Quote from: High_Horse on May 28, 2007, 09:20:44 AM
ThunderPinto is my third wagon. My previous was a 78 cruising wagon and it was my work car and my work horse. I rebuilt that engine and ported the heads while I was at it...drove that car 20 miles to work and 20 back every day. Did my side jobs with that car.
Stopped by a cop one day doing 92 in a 55. Never though about how that looked....A Pinto sitting there with a cop car getting a speeding ticket. They knew cause I passed them all.
I guess my point is I feel good in my Pinto. If that makes me different I say Ha!!!

                                                       High_Horse
i had just put in a new set of plugs , points etc on my '71 one morning at work.  took it out for a drive on the freeway to get into the groove.  after about 5 or 6 miles i pulled off to get a cup of coffee.  the place where i re-entered the freeway(7th street onto the 60 freeway headed east n the los angeles area) is a REAL long onramp.  i got into it and exited the ramp at about 90.  kept my foot in it for about another 1/4 mile when i noticed some lashing red about a 1/2 mile back.  this was like 6am and i KNEW it was the CHP so i pulled over.  the guys came up and asked theusual questions and then noticed the fact that i was driving a PINTO.  they couldn't believe i was going so fast. (6000 in 4th-3:55 rear gear, turbo) and still pulling away from them

it was worth it

the only substitute for cubic inches is BOOST!!!

crazyhorse

No to jump on the bandwagon, but I fully intend to Restify my Pinto.
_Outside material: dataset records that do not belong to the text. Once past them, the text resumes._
//! Parser for the magic(5) rule language, one line at a time.

use nom::{
    bytes::complete::{escaped, is_not, take_till1},
    character::complete::{anychar, char},
    multi::many0_count,
    IResult,
};

use crate::error::ParseError;
use crate::magic::types::lookup;
use crate::magic::{ArithOp, MagicLine, MagicType, Template};

mod number;
mod offset;
mod value;

pub use self::number::parse_integer;
pub use self::offset::parse_offset;
pub use self::value::{parse_test, unescape};

const STRING_FAMILY: [&str; 4] = ["string", "pstring", "search", "regex"];

fn is_blank(c: char) -> bool {
    c == ' ' || c == '\t'
}

fn field(input: &str) -> IResult<&str, &str> {
    take_till1(is_blank)(input)
}

// A value runs to the first whitespace not escaped with a backslash
fn value_field(input: &str) -> IResult<&str, &str> {
    escaped(is_not("\\ \t"), '\\', anychar)(input)
}

fn indent(input: &str) -> IResult<&str, usize> {
    many0_count(char('>'))(input)
}

/// Split `belong&0xff00` into its keyword and pre-operator.
fn parse_type(field: &str) -> Result<(MagicType, &str, Option<(ArithOp, i64)>), ParseError> {
    let (name, op) = match field.find(|c: char| "&-+/%*".contains(c)) {
        None => (field, None),
        Some(i) if STRING_FAMILY.contains(&&field[..i]) => {
            if !field[i..].starts_with('/') {
                return Err(ParseError::OperatorNotSupported(field[..i].to_string()));
            }
            (field, None)
        }
        Some(i) => {
            let c = field[i..].chars().next().ok_or(ParseError::MissingType)?;
            let op = ArithOp::from_char(c).ok_or_else(|| ParseError::UnknownType(field.to_string()))?;
            let operand = &field[i + 1..];
            let operand = parse_integer(operand)
                .ok_or_else(|| ParseError::InvalidOperand(operand.to_string()))?;
            (&field[..i], Some((op, operand)))
        }
    };

    let kind = lookup(name)?;
    if op.is_some() && !kind.is_numeric() {
        return Err(ParseError::OperatorNotSupported(name.to_string()));
    }
    Ok((kind, name, op))
}

/// Parse one rule line.
///
/// Returns the rule and, separately, the error that made its result
/// template unusable; such a rule is kept without a description.
pub fn parse_rule(
    line: u32,
    text: &str,
    scratch: &mut Vec<u8>,
) -> Result<(MagicLine, Option<ParseError>), ParseError> {
    let (rest, depth) = indent(text).map_err(|_| ParseError::MissingOffset)?;

    let (rest, offset) = field(rest.trim_start_matches(is_blank)).map_err(|_| ParseError::MissingOffset)?;
    let offset = parse_offset(offset)?;

    let (rest, type_field) = field(rest.trim_start_matches(is_blank)).map_err(|_| ParseError::MissingType)?;
    let (kind, type_name, type_op) = parse_type(type_field)?;

    let rest = rest.trim_start_matches(is_blank);
    let (rest, token) = value_field(rest).map_err(|_| ParseError::TrailingBackslash)?;
    if token.is_empty() && kind != MagicType::Default {
        return Err(ParseError::MissingValue);
    }
    let test = parse_test(&kind, token, scratch)?;

    let mut warning = None;
    let result = match rest.trim() {
        "" => None,
        desc => match Template::new(desc, kind.class(), type_name) {
            Ok(template) => Some(template),
            Err(e) => {
                warning = Some(e);
                None
            }
        },
    };

    let rule = MagicLine {
        line,
        depth: depth as u32,
        offset,
        kind,
        type_name: type_name.to_string(),
        type_op,
        test,
        result,
        mime: None,
        strength: 0,
        strength_adjust: None,
        text: false,
        binary: false,
    };
    Ok((rule, warning))
}

/// Parse one rule line, silently dropping a result template that fails
/// validation.
pub fn parse_line(line: u32, text: &str, scratch: &mut Vec<u8>) -> Result<MagicLine, ParseError> {
    parse_rule(line, text, scratch).map(|(rule, _)| rule)
}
Funny thing is I'm not going super flashy. I'm going to fix te rust, and repaint it the same faded brown, just a solid tone :). I'll add some black stripes & call it good. It'll be nice, but not "arrest me" nice. Remember, my Pinto is my daily driver, so I just want a nice car.
How to tell when a redneck's time is up: He combines these two sentences... Hey man, hold my beer. Hey y'all watch this!
'74 Runabout, stock 2300,auto  RIP Darlin.
'95 Olds Gutless "POS"
'97 Subaru Legacy wagon "Kat"

Hairball

FlyerPinto
I am so glad that you are enjoying the Pinto! I hope to have mine running again next week. I can't wait to bust out in my CW.
Dave

Nice green 1977 cruising wagon wanted

High_Horse

ThunderPinto is my third wagon. My previous was a 78 cruising wagon and it was my work car and my work horse. I rebuilt that engine and ported the heads while I was at it...drove that car 20 miles to work and 20 back every day. Did my side jobs with that car.
Stopped by a cop one day doing 92 in a 55. Never though about how that looked....A Pinto sitting there with a cop car getting a speeding ticket. They knew cause I passed them all.
I guess my point is I feel good in my Pinto. If that makes me different I say Ha!!!
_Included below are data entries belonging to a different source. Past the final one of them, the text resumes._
mod builtin {

    use magic_tree::{from_u8, identify, mime_from_u8, BUILTIN};

    fn elf() -> Vec<u8> {
        let mut b = vec![0u8; 20];
        b[..4].copy_from_slice(b"\x7fELF");
        b[4] = 2;
        b[5] = 1;
        b[16] = 3;
        b
    }

    fn pe() -> Vec<u8> {
        let mut b = vec![0u8; 0x48];
        b[..2].copy_from_slice(b"MZ");
        b[0x18] = 0x40;
        b[0x3c] = 0x40;
        b[0x40..0x44].copy_from_slice(b"PE\0\0");
        b
    }

    /// Executables
    #[test]
    fn elf_shared_object() {
        assert_eq!(from_u8(&elf()).as_deref(), Some("ELF 64-bit LSB shared object"));
        assert_eq!(mime_from_u8(&elf()).as_deref(), Some("application/x-executable"));
    }
    #[test]
    fn pe_executable() {
        assert_eq!(from_u8(&pe()).as_deref(), Some("PE32 executable"));
        assert_eq!(mime_from_u8(&pe()).as_deref(), Some("application/x-dosexec"));
    }
    #[test]
    fn dos_executable() {
        let mut b = pe();
        b[0x18] = 0x1c;
        assert_eq!(from_u8(&b).as_deref(), Some("MS-DOS executable"));
    }
    #[test]
    fn java_class() {
        let b = b"\xca\xfe\xba\xbe\x00\x00\x00\x34";
        assert_eq!(from_u8(b).as_deref(), Some("compiled Java class data, version 52.0"));
        assert_eq!(mime_from_u8(b).as_deref(), Some("application/x-java-applet"));
    }

    /// Images
    #[test]
    fn png_dimensions() {
        let mut b = b"\x89PNG\r\n\x1a\n\x00\x00\x00\x0dIHDR".to_vec();
        b.extend_from_slice(&256u32.to_be_bytes());
        b.extend_from_slice(&128u32.to_be_bytes());
        assert_eq!(from_u8(&b).as_deref(), Some("PNG image data, 256 x 128"));
        assert_eq!(mime_from_u8(&b).as_deref(), Some("image/png"));
    }
    #[test]
    fn gif_version() {
        let b = b"GIF89a\x40\x01\xf0\x00";
        assert_eq!(from_u8(b).as_deref(), Some("GIF image data, version 89a, 320 x 240"));
    }

    /// Documents and archives
    #[test]
    fn pdf_version() {
        assert_eq!(from_u8(b"%PDF-1.4\n%").as_deref(), Some("PDF document, version 1.4"));
        assert_eq!(mime_from_u8(b"%PDF-1.4\n%").as_deref(), Some("application/pdf"));
    }
    #[test]
    fn zip_version() {
        let b = b"PK\x03\x04\x14\x00\x00\x00";
        assert_eq!(from_u8(b).as_deref(), Some("Zip archive data, at least v2.0 to extract"));
        assert_eq!(mime_from_u8(b).as_deref(), Some("application/zip"));
    }
    #[test]
    fn gzip_plain() {
        let b = b"\x1f\x8b\x08\x00\x00\x00\x00\x00\x00\x03";
        assert_eq!(from_u8(b).as_deref(), Some("gzip compressed data"));
    }

    /// Text
    #[test]
    fn shell_scripts() {
        assert_eq!(
            from_u8(b"#!/bin/sh\necho hi\n").as_deref(),
            Some("POSIX shell script text executable")
        );
        assert_eq!(
            from_u8(b"#! /bin/bash\nset -e\n").as_deref(),
            Some("Bourne-Again shell script text executable")
        );
        assert_eq!(mime_from_u8(b"#!/bin/sh\n").as_deref(), Some("text/x-shellscript"));
    }
    #[test]
    fn python_via_env() {
        let b = b"#!/usr/bin/env python3\nprint()\n";
        assert_eq!(from_u8(b).as_deref(), Some("Python script text executable"));
        assert_eq!(mime_from_u8(b).as_deref(), Some("text/x-script.python"));
    }
    #[test]
    fn markup() {
        assert_eq!(
            from_u8(b"<?XML version=\"1.0\"?>\n<a/>").as_deref(),
            Some("XML document text")
        );
        assert_eq!(mime_from_u8(b"  \n<HTML><body></body>").as_deref(), Some("text/html"));
        assert_eq!(
            from_u8(b"<!DOCTYPE html>\n<title>t</title>").as_deref(),
            Some("HTML document text")
        );
    }

    /// Fallbacks used by the command line tool
    #[test]
    fn identify_falls_back_to_base_types() {
        assert_eq!(identify(&BUILTIN, b"", false), "empty");
        assert_eq!(identify(&BUILTIN, b"just words\n", false), "ASCII text");
        assert_eq!(identify(&BUILTIN, b"just words\n", true), "text/plain");
        assert_eq!(identify(&BUILTIN, b"\x00\x01\x02\x03", false), "data");
        assert_eq!(identify(&BUILTIN, b"\x00\x01\x02\x03", true), "application/octet-stream");
    }
    #[test]
    fn identify_uses_text_rules_for_text() {
        assert_eq!(
            identify(&BUILTIN, b"#!/bin/sh\nexit 0\n", false),
            "POSIX shell script text executable"
        );
        assert_eq!(identify(&BUILTIN, &elf(), true), "application/x-executable");
    }
}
                                                       High_Horse

Started with a Bobcat wagon. Then a Cruising wagon. Now a Chocolate brown 77 wagon. I will enjoy this car for a long time. I'm in. High_Horse

Pintony

Yes! Nothing beats showing up in a 1500.00 Pinto and getting more props than the 30,000.00 car sitting on either side.
From Pintony

oldcarpierre

Given that they built millions of these cars, the thing about Pintos is that everyone in their forties and up either owned one, or had one in their family.  They were rust buckets, and the fuel tank issue made them the Edsel of the seventies.  Because they were rusty and "laughable", they were not deemed worth saving and ended up crushed.
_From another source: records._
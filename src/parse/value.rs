// Test value field

use nom::{
    branch::alt,
    bytes::complete::tag,
    character::complete::char,
    combinator::{opt, value},
    IResult,
};

use super::number::{parse_float, parse_integer};
use crate::error::ParseError;
use crate::magic::{MagicType, Test, TestOp, TestValue};

fn numeric_op(input: &str) -> IResult<&str, TestOp> {
    alt((
        value(TestOp::LessEq, tag("<=")),
        value(TestOp::GreaterEq, tag(">=")),
        value(TestOp::Equal, char('=')),
        value(TestOp::Less, char('<')),
        value(TestOp::Greater, char('>')),
        value(TestOp::AllSet, char('&')),
        value(TestOp::AllClear, char('^')),
    ))(input)
}

fn string_op(input: &str) -> IResult<&str, TestOp> {
    alt((
        value(TestOp::Equal, char('=')),
        value(TestOp::Less, char('<')),
        value(TestOp::Greater, char('>')),
    ))(input)
}

fn hex_value(b: u8) -> Option<u8> {
    (b as char).to_digit(16).map(|d| d as u8)
}

/// Decode C escapes in `token` into `scratch`.
///
/// Named control characters, `\xHH` (one or two digits) and `\OOO` (one to
/// three octal digits) are understood; any other escaped byte stands for
/// itself.
pub fn unescape(token: &str, scratch: &mut Vec<u8>) -> Result<(), ParseError> {
    scratch.clear();
    let bytes = token.as_bytes();
    let mut i = 0;
    while i < bytes.len() {
        let b = bytes[i];
        i += 1;
        if b != b'\\' {
            scratch.push(b);
            continue;
        }
        let c = *bytes.get(i).ok_or(ParseError::TrailingBackslash)?;
        i += 1;
        match c {
            b'a' => scratch.push(0x07),
            b'b' => scratch.push(0x08),
            b'f' => scratch.push(0x0c),
            b'n' => scratch.push(b'\n'),
            b'r' => scratch.push(b'\r'),
            b't' => scratch.push(b'\t'),
            b'v' => scratch.push(0x0b),
            b'x' => {
                let mut v: Option<u8> = None;
                for _ in 0..2 {
                    match bytes.get(i).and_then(|&h| hex_value(h)) {
                        Some(d) => {
                            v = Some(v.unwrap_or(0) * 16 + d);
                            i += 1;
                        }
                        None => break,
                    }
                }
                scratch.push(v.unwrap_or(b'x'));
            }
            b'0'..=b'7' => {
                let mut v = u32::from(c - b'0');
                for _ in 0..2 {
                    match bytes.get(i) {
                        Some(&d @ b'0'..=b'7') => {
                            v = v * 8 + u32::from(d - b'0');
                            i += 1;
                        }
                        _ => break,
                    }
                }
                scratch.push(v as u8);
            }
            _ => scratch.push(c),
        }
    }
    Ok(())
}

/// Regex patterns keep their escapes for the regex engine, except `\ `.
fn unescape_regex(token: &str, scratch: &mut Vec<u8>) {
    scratch.clear();
    scratch.extend_from_slice(token.replace("\\ ", " ").as_bytes());
}

/// Parse the value field of a rule of type `kind`.
pub fn parse_test(kind: &MagicType, token: &str, scratch: &mut Vec<u8>) -> Result<Test, ParseError> {
    if token == "x" || matches!(kind, MagicType::Default) {
        return Ok(Test {
            op: TestOp::Always,
            negate: false,
            value: TestValue::None,
        });
    }
    let invalid = || ParseError::InvalidValue(token.to_string());

    let (rest, negate) = match token.strip_prefix('!') {
        Some(rest) => (rest, true),
        None => (token, false),
    };

    match kind {
        MagicType::String { .. } | MagicType::PString | MagicType::Search { .. } => {
            let (literal, op) = opt(string_op)(rest).map_err(|_| invalid())?;
            if literal.is_empty() {
                return Err(invalid());
            }
            unescape(literal, scratch)?;
            Ok(Test {
                op: op.unwrap_or(TestOp::Equal),
                negate,
                value: TestValue::Bytes(scratch.clone()),
            })
        }
        MagicType::Regex { .. } | MagicType::String16 { .. } => {
            let pattern = rest.strip_prefix('=').unwrap_or(rest);
            if pattern.is_empty() {
                return Err(invalid());
            }
            match kind {
                MagicType::Regex { .. } => unescape_regex(pattern, scratch),
                _ => unescape(pattern, scratch)?,
            }
            Ok(Test {
                op: TestOp::Equal,
                negate,
                value: TestValue::Bytes(scratch.clone()),
            })
        }
        _ => {
            let (number, op) = opt(numeric_op)(rest).map_err(|_| invalid())?;
            let value = match kind {
                MagicType::Float { .. } | MagicType::Double { .. } => {
                    TestValue::Float(parse_float(number).ok_or_else(invalid)?)
                }
                _ => {
                    let n = parse_integer(number).ok_or_else(invalid)?;
                    if kind.is_signed() {
                        TestValue::Signed(n)
                    } else {
                        TestValue::Unsigned(n as u64)
                    }
                }
            };
            Ok(Test {
                op: op.unwrap_or(TestOp::Equal),
                negate,
                value,
            })
        }
    }
}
Fast forward 20+ years, there are so few left that all these people that either owned one or had one in their family are the ones that will notice them and come and talk to you.

I have had many old cars, much nicer and fancier than the Pinto.  None has ever drawn one quarter of the attention that Stupinto (my wife named her) can gather.  My favorite place is Ford dealerships.  People come out running.

Oh yeah, by the way, I would not be ashamed to drive around in a nice Edsel either.  My dream Edsel is a 1960 (rare) station wagon (very rare).